Population structure of Fusarium virguliforme strains from Argentina and the USA. (A) Right side, Bayesian cluster analysis assigned the 37 MLGs into 2 clusters. The abundance of orange and green color on the horizontal bars indicates the likelihood of individual MLGs belonging to a particular cluster. Left side, UPGMA dendrogram grouped the 37 MLGs into 3 clusters. Numbers indicate bootstrap support in percentile. (B) Principal coordinate analysis (PCoA). (C) Minimum spanning tree. The areas of the circles are proportional to the number of strains in each MLG. Small black dots on the lines represent additional differences between neighboring MLGs.

The Argentina population was significantly different from the population from the USA based on AMOVA analysis. The differences between these two populations contributed to 17.20% of variance when analyzed by strains and 37.11% of variance when analyzed by MLGs (clone-correction), which is statistically significant (p < 0.05) for both analyses (Table 4). These two populations had similar genetic diversity based on Nei’s gene diversity index, with 0.31 for Argentina population and 0.33 for the population from the USA. Cluster IA had much higher diversity (0.30) than cluster IB (0.11) and cluster II (0.10) (Table 5).

Table 4.

Analysis of molecular variance (AMOVA) for Fusarium virguliforme populations from Argentina and the USA with or without clone-correction.

Source of Variation Degree of Freedom Variance Components Percentage of Variation FST p-Value
By strains Among populations 1 53.195 17.20 0.17198 0.00098
Within populations 88 256.109 82.80
Total 89 309.304
By MLG Among populations 1 27.187 37.11 0.37109 0.00000
Within populations 36 95.734 62.89
Total 37 122.921 422.839

Table 5.

Genetic diversity in populations of Fusarium virguliforme.

Population N a MLG b H c
All 90 37 0.35
USA 56 27 0.33
Argentina 34 11 0.31
Cluster I 34 17 0.24
Cluster IA 5 4 0.30
Cluster IB 29 13 0.11
Cluster II 56 20 0.10

a Number of strains; b Number of multilocus genotypes; c Nei’s gene diversity [28].

4. Discussion

Advances in genomics removed the need of a tedious, and time- and resource-consuming bottleneck in the traditional method of developing microsatellite markers, namely obtaining microsatellite-containing sequences through construction and sequencing of microsatellite-enriched libraries [31,32,33]. However, investigators still faced another bottleneck, a large number of markers had to be experimentally screened to obtain a small number of informative markers.
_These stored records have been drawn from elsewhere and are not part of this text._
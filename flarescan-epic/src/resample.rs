//! Raster resampling: rotation, resizing and padding.
#![allow(
    clippy::cast_possible_truncation,
    clippy::cast_precision_loss,
    clippy::cast_sign_loss,
    clippy::similar_names
)]

use flarescan_core::RotationCanvas;
use ndarray::{Array1, Array2, ArrayView2, Axis};

/// Tolerance used when deciding whether a sample point lies on the raster.
const EDGE_EPSILON: f64 = 1e-9;

/// Bilinear sample that returns zero for points off the raster.
///
/// No interpolation happens past the outermost pixel centres.
fn sample_clipped(src: &ArrayView2<'_, f64>, r: f64, c: f64) -> f64 {
    let (rows, cols) = src.dim();
    if rows == 0 || cols == 0 {
        return 0.0;
    }
    let max_r = (rows - 1) as f64;
    let max_c = (cols - 1) as f64;
    if r < -EDGE_EPSILON || c < -EDGE_EPSILON || r > max_r + EDGE_EPSILON || c > max_c + EDGE_EPSILON
    {
        return 0.0;
    }
    let r = r.clamp(0.0, max_r);
    let c = c.clamp(0.0, max_c);
    let r0 = r.floor() as usize;
    let c0 = c.floor() as usize;
    let r1 = (r0 + 1).min(rows - 1);
    let c1 = (c0 + 1).min(cols - 1);
    let fr = r - r0 as f64;
    let fc = c - c0 as f64;

    let top = src[[r0, c0]] * (1.0 - fc) + src[[r0, c1]] * fc;
    let bottom = src[[r1, c0]] * (1.0 - fc) + src[[r1, c1]] * fc;
    top * (1.0 - fr) + bottom * fr
}

/// Bilinear sample where pixels off the raster count as zero.
///
/// Points just beyond the edge blend towards zero instead of being cut.
fn sample_blended(src: &ArrayView2<'_, f64>, r: f64, c: f64) -> f64 {
    let (rows, cols) = src.dim();
    let r0 = r.floor();
    let c0 = c.floor();
    let fr = r - r0;
    let fc = c - c0;
    let value = |ri: f64, ci: f64| -> f64 {
        if ri < 0.0 || ci < 0.0 || ri >= rows as f64 || ci >= cols as f64 {
            0.0
        } else {
            src[[ri as usize, ci as usize]]
        }
    };

    let top = value(r0, c0) * (1.0 - fc) + value(r0, c0 + 1.0) * fc;
    let bottom = value(r0 + 1.0, c0) * (1.0 - fc) + value(r0 + 1.0, c0 + 1.0) * fc;
    top * (1.0 - fr) + bottom * fr
}

/// Rotates a raster by `angle` degrees about its centre.
///
/// Output pixel `o` samples the input at `R · o + offset` with
/// `R = [[cos, sin], [-sin, cos]]`, the offset chosen so the raster
/// centres coincide. With [`RotationCanvas::Expand`] the output grows to
/// the rotated bounding box; with [`RotationCanvas::Fixed`] it keeps the
/// input shape.
#[must_use]
pub fn rotate(src: &ArrayView2<'_, f64>, angle: f64, canvas: RotationCanvas) -> Array2<f64> {
    let (rows, cols) = src.dim();
    let theta = angle.to_radians();
    let (sin, cos) = theta.sin_cos();

    let out_shape = match canvas {
        RotationCanvas::Fixed => (rows, cols),
        RotationCanvas::Expand => {
            let (iy, ix) = (rows as f64, cols as f64);
            let corners = [(0.0, 0.0), (0.0, ix), (iy, 0.0), (iy, ix)];
            let (mut r_min, mut r_max) = (f64::INFINITY, f64::NEG_INFINITY);
            let (mut c_min, mut c_max) = (f64::INFINITY, f64::NEG_INFINITY);
            for (y, x) in corners {
                let r = cos * y + sin * x;
                let c = -sin * y + cos * x;
                r_min = r_min.min(r);
                r_max = r_max.max(r);
                c_min = c_min.min(c);
                c_max = c_max.max(c);
            }
            (
                (r_max - r_min + 0.5).floor() as usize,
                (c_max - c_min + 0.5).floor() as usize,
            )
        }
    };

    let out_center_r = (out_shape.0 as f64 - 1.0) / 2.0;
    let out_center_c = (out_shape.1 as f64 - 1.0) / 2.0;
    let in_center_r = (rows as f64 - 1.0) / 2.0;
    let in_center_c = (cols as f64 - 1.0) / 2.0;
    let offset_r = in_center_r - (cos * out_center_r + sin * out_center_c);
    let offset_c = in_center_c - (-sin * out_center_r + cos * out_center_c);

    Array2::from_shape_fn(out_shape, |(r, c)| {
        let (r, c) = (r as f64, c as f64);
        let in_r = cos * r + sin * c + offset_r;
        let in_c = -sin * r + cos * c + offset_c;
        sample_clipped(src, in_r, in_c)
    })
}

/// Normalised 1-D Gaussian kernel truncated at four sigma.
fn gaussian_kernel(sigma: f64) -> Array1<f64> {
    let radius = (4.0 * sigma + 0.5) as usize;
    let mut kernel = Array1::from_shape_fn(2 * radius + 1, |i| {
        let x = i as f64 - radius as f64;
        (-0.5 * (x / sigma).powi(2)).exp()
    });
    let total = kernel.sum();
    kernel /= total;
    kernel
}

/// Zero-padded Gaussian smoothing along one axis.
fn smooth_axis(src: &Array2<f64>, axis: Axis, sigma: f64) -> Array2<f64> {
    if sigma <= 0.0 {
        return src.clone();
    }
    let kernel = gaussian_kernel(sigma);
    let radius = (kernel.len() / 2) as isize;
    let mut out = Array2::zeros(src.dim());
    for (src_lane, mut out_lane) in src.lanes(axis).into_iter().zip(out.lanes_mut(axis)) {
        let n = src_lane.len() as isize;
        for i in 0..n {
            let mut acc = 0.0;
            for (k, weight) in kernel.iter().enumerate() {
                let j = i + k as isize - radius;
                if (0..n).contains(&j) {
                    acc += weight * src_lane[j as usize];
                }
            }
            out_lane[i as usize] = acc;
        }
    }
    out
}

/// Resizes a raster with bilinear interpolation.
///
/// Pixel centres are aligned (`in = (out + 0.5) · scale − 0.5`). When an
/// axis shrinks, the raster is first smoothed with a Gaussian of
/// `sigma = (scale − 1) / 2` along it to limit aliasing.
#[must_use]
pub fn resize(src: &ArrayView2<'_, f64>, shape: (usize, usize)) -> Array2<f64> {
    let (rows, cols) = src.dim();
    if shape.0 == 0 || shape.1 == 0 || rows == 0 || cols == 0 {
        return Array2::zeros(shape);
    }
    let scale_r = rows as f64 / shape.0 as f64;
    let scale_c = cols as f64 / shape.1 as f64;

    let mut smoothed = src.to_owned();
    if scale_r > 1.0 {
        smoothed = smooth_axis(&smoothed, Axis(0), (scale_r - 1.0) / 2.0);
    }
    if scale_c > 1.0 {
        smoothed = smooth_axis(&smoothed, Axis(1), (scale_c - 1.0) / 2.0);
    }
    let view = smoothed.view();

    Array2::from_shape_fn(shape, |(r, c)| {
        let in_r = (r as f64 + 0.5) * scale_r - 0.5;
        let in_c = (c as f64 + 0.5) * scale_c - 0.5;
        sample_blended(&view, in_r, in_c)
    })
}

/// Surrounds a raster with zeros: `rows` before/after along axis 0 and
/// `cols` before/after along axis 1.
#[must_use]
pub fn pad(src: &ArrayView2<'_, f64>, rows: (usize, usize), cols: (usize, usize)) -> Array2<f64> {
    let (h, w) = src.dim();
    let mut out = Array2::zeros((rows.0 + h + rows.1, cols.0 + w + cols.1));
    out.slice_mut(ndarray::s![rows.0..rows.0 + h, cols.0..cols.0 + w])
        .assign(src);
    out
}

#[cfg(test)]
mod tests {
    use super::*;
    use approx::assert_abs_diff_eq;
    use ndarray::{array, s};

    fn ramp(rows: usize, cols: usize) -> Array2<f64> {
        Array2::from_shape_fn((rows, cols), |(r, c)| (r * cols + c) as f64)
    }

    #[test]
    fn test_zero_rotation_is_identity() {
        let src = ramp(5, 7);
        for canvas in [RotationCanvas::Expand, RotationCanvas::Fixed] {
            let out = rotate(&src.view(), 0.0, canvas);
            assert_eq!(out.dim(), (5, 7));
            for (a, b) in out.iter().zip(src.iter()) {
                assert_abs_diff_eq!(a, b, epsilon = 1e-9);
            }
        }
    }

    #[test]
    fn test_quarter_turn_expands_canvas() {
        let src = ramp(4, 6);
        let out = rotate(&src.view(), 90.0, RotationCanvas::Expand);
        assert_eq!(out.dim(), (6, 4));

        // A quarter turn is a transpose followed by a row flip.
        let expected = src.t().slice(s![..;-1, ..]).to_owned();
        for (a, b) in out.iter().zip(expected.iter()) {
            assert_abs_diff_eq!(a, b, epsilon = 1e-6);
        }
    }

    #[test]
    fn test_fixed_canvas_keeps_shape() {
        let src = ramp(8, 12);
        let out = rotate(&src.view(), 33.0, RotationCanvas::Fixed);
        assert_eq!(out.dim(), (8, 12));
        let expanded = rotate(&src.view(), 33.0, RotationCanvas::Expand);
        assert!(expanded.dim().0 > 8 && expanded.dim().1 > 12);
    }

    #[test]
    fn test_resize_constant_interior() {
        let src = Array2::from_elem((10, 10), 2.0);
        let out = resize(&src.view(), (20, 20));
        assert_eq!(out.dim(), (20, 20));
        assert_abs_diff_eq!(out[[10, 10]], 2.0, epsilon = 1e-12);
    }

    #[test]
    fn test_resize_identity_shape() {
        let src = ramp(6, 9);
        let out = resize(&src.view(), (6, 9));
        for (a, b) in out.iter().zip(src.iter()) {
            assert_abs_diff_eq!(a, b, epsilon = 1e-9);
        }
    }

    #[test]
    fn test_downsample_preserves_mean_of_flat_field() {
        let src = Array2::from_elem((40, 40), 1.0);
        let out = resize(&src.view(), (10, 10));
        assert_abs_diff_eq!(out[[5, 5]], 1.0, epsilon = 1e-6);
    }

    #[test]
    fn test_pad() {
        let src = array![[1.0, 2.0], [3.0, 4.0]];
        let out = pad(&src.view(), (1, 2), (3, 0));
        assert_eq!(out.dim(), (5, 5));
        assert_abs_diff_eq!(out[[1, 3]], 1.0);
        assert_abs_diff_eq!(out[[2, 4]], 4.0);
        assert_abs_diff_eq!(out.sum(), 10.0);
    }
}
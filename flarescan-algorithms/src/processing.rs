//! High-level pipeline: windowing, variability, detection and imaging.
#![allow(clippy::cast_possible_truncation)]

use crate::detection::{global_median, RegionDetector};
use crate::error::{Error, Result};
use crate::sources::{consolidate, enrich_sources, SkyResolver};
use crate::variability::{tile_variability, WindowGrid};
use crate::windows::{accepted_windows, observation_span};
use flarescan_core::{
    DeadTimeInterval, DetectionConfig, Event, Instrument, ObservationHeader, Source, TimeWindow,
    VariabilityMatrix,
};
use flarescan_epic::{assemble_for_submode, to_sky_frame, CalibrationHeader, Submode};
use log::{debug, info};
use ndarray::Array2;
use rayon::prelude::*;

/// Everything the detection path produces for one observation.
#[derive(Clone, Debug)]
pub struct VariabilityRun {
    /// Observation span `[t0, tf]` in seconds.
    pub span: (f64, f64),
    /// Accepted windows per tile.
    pub windows: Vec<Vec<TimeWindow>>,
    /// Variability matrix per tile.
    pub matrices: Vec<VariabilityMatrix>,
    /// Global median used for the detection threshold (after the floor).
    pub median: f64,
    /// Detected sources, numbered from 1.
    pub sources: Vec<Source>,
}

impl VariabilityRun {
    /// Total number of accepted windows over all tiles.
    #[must_use]
    pub fn accepted_window_count(&self) -> usize {
        self.windows.iter().map(Vec::len).sum()
    }

    /// Fills in sky positions with the given resolver. See
    /// [`enrich_sources`].
    pub fn resolve_sources(&mut self, resolver: &dyn SkyResolver) -> usize {
        enrich_sources(&mut self.sources, resolver)
    }
}

fn tile_slot(tile_id: u8, instrument: Instrument) -> Result<usize> {
    let tile = usize::from(tile_id);
    let count = instrument.tile_count();
    if tile < count {
        Ok(tile)
    } else {
        Err(Error::TileOutOfRange {
            tile,
            instrument,
            count,
        })
    }
}

/// Splits a flat event list into one list per tile.
///
/// # Errors
/// Returns [`Error::TileOutOfRange`] for events on a tile the instrument
/// does not have.
pub fn group_by_tile(events: &[Event], instrument: Instrument) -> Result<Vec<Vec<Event>>> {
    let mut tiles = vec![Vec::new(); instrument.tile_count()];
    for event in events {
        tiles[tile_slot(event.tile_id, instrument)?].push(*event);
    }
    Ok(tiles)
}

fn build_pool(max_workers: usize) -> Result<rayon::ThreadPool> {
    Ok(rayon::ThreadPoolBuilder::new()
        .num_threads(max_workers)
        .thread_name(|i| format!("flarescan-tile-{i}"))
        .build()?)
}

fn detect_on(
    pool: &rayon::ThreadPool,
    config: &DetectionConfig,
    matrices: &[VariabilityMatrix],
) -> (f64, Vec<Source>) {
    let median = global_median(matrices);
    let detector = RegionDetector::new(config);
    let regions: Vec<_> = pool.install(|| {
        matrices
            .par_iter()
            .enumerate()
            .map(|(tile, matrix)| detector.detect(tile as u8, matrix, median))
            .collect()
    });
    let sources = consolidate(regions);
    info!(
        "{}: {} variable sources detected",
        config.instrument,
        sources.len()
    );
    (median, sources)
}

/// Detects sources on matrices computed earlier, for instance read back from
/// a variability dump. Returns the clamped global median and the sources.
///
/// # Errors
/// Returns an error if the configuration is invalid or the number of
/// matrices does not match the instrument.
pub fn detect_sources(
    config: &DetectionConfig,
    matrices: &[VariabilityMatrix],
) -> Result<(f64, Vec<Source>)> {
    config.validate()?;
    let expected = config.instrument.tile_count();
    if matrices.len() != expected {
        return Err(flarescan_core::Error::TileCountMismatch {
            expected,
            found: matrices.len(),
        }
        .into());
    }
    let pool = build_pool(config.max_workers)?;
    Ok(detect_on(&pool, config, matrices))
}

/// Runs the detection path on one observation.
///
/// `dead_time[t]` lists the dead-time intervals of tile `t`; tiles past the
/// end of the slice have none. Per-tile work runs on a pool of
/// `config.max_workers` threads and results are kept in tile order.
///
/// # Errors
/// Returns an error if the configuration is invalid, the observation holds
/// no events, or the inputs refer to tiles the instrument does not have.
pub fn detect_variability(
    config: &DetectionConfig,
    events: &[Event],
    dead_time: &[Vec<DeadTimeInterval>],
) -> Result<VariabilityRun> {
    config.validate()?;
    let instrument = config.instrument;
    let count = instrument.tile_count();
    if dead_time.len() > count {
        return Err(Error::TileOutOfRange {
            tile: dead_time.len() - 1,
            instrument,
            count,
        });
    }

    let span = observation_span(events)?;
    let tiles = group_by_tile(events, instrument)?;
    let grid = WindowGrid::new(config.time_window, span.1);
    let shape = instrument.tile_shape();
    info!(
        "{instrument}: {} events over [{:.1}, {:.1}] s, {} s windows",
        events.len(),
        span.0,
        span.1,
        config.time_window
    );

    let pool = build_pool(config.max_workers)?;
    let (windows, matrices): (Vec<Vec<TimeWindow>>, Vec<VariabilityMatrix>) = pool.install(|| {
        tiles
            .par_iter()
            .enumerate()
            .map(|(tile, tile_events)| {
                let dead = dead_time.get(tile).map_or(&[][..], Vec::as_slice);
                let accepted = accepted_windows(
                    span.0,
                    span.1,
                    config.time_window,
                    dead,
                    config.good_time_ratio,
                );
                debug!("Tile {tile}: {} accepted windows", accepted.len());
                let matrix = tile_variability(tile_events, &accepted, grid, shape);
                (accepted, matrix)
            })
            .unzip()
    });

    let (median, sources) = detect_on(&pool, config, &matrices);

    Ok(VariabilityRun {
        span,
        windows,
        matrices,
        median,
        sources,
    })
}

/// Builds the sky-aligned variability image of an observation.
///
/// # Errors
/// Returns an error if the matrices do not fit the instrument layout or the
/// header lacks usable calibration keywords.
pub fn sky_image(
    instrument: Instrument,
    matrices: &[VariabilityMatrix],
    header: &ObservationHeader,
) -> Result<Array2<f64>> {
    let calibration = CalibrationHeader::from_header(header)?;
    let submode = Submode::from_header(header.submode());
    let mosaic = assemble_for_submode(instrument, matrices, submode)?;
    debug!("{instrument}: {submode:?} mosaic of shape {:?}", mosaic.dim());
    to_sky_frame(instrument, &mosaic, &calibration).map_err(Into::into)
}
For example, in Anisogramma anomala, a fungus that causes eastern filbert blight on hazelnut trees, 236 loci were screened and 23 loci were found to be informative and suitable for future studies. In F. virguliforme, 12 informative loci were identified by screening of 92 loci [15]. Nine of the twelve loci were also identified in this study (Table S3).

Taken advantage of the availability of multiple genomes in many species, we previously developed a comparative genomics approach to identify informative microsatellite loci by bioinformatically mining genomes of multiple individuals in a species and applied it to Phytophthora sojae, an oomycete that causes Phytophthora root rot in soybean [17]. In silico PCR, a useful tool that allowed us to simulate experimental PCR based on genome assemblies, was essential for this approach. By comparing genome assemblies of 4 strains, a total of 157 informative microsatellite loci were identified in P. sojae. Experimental screening of 20 loci validated the results from data mining. In this study, we applied the same approach to F. virguliforme and identified 29 informative loci. Population study using 16 of the resulting loci supported the finding that the comparative genomics approach resolved the second bottleneck by eliminating the need to experimentally screening a large number of loci.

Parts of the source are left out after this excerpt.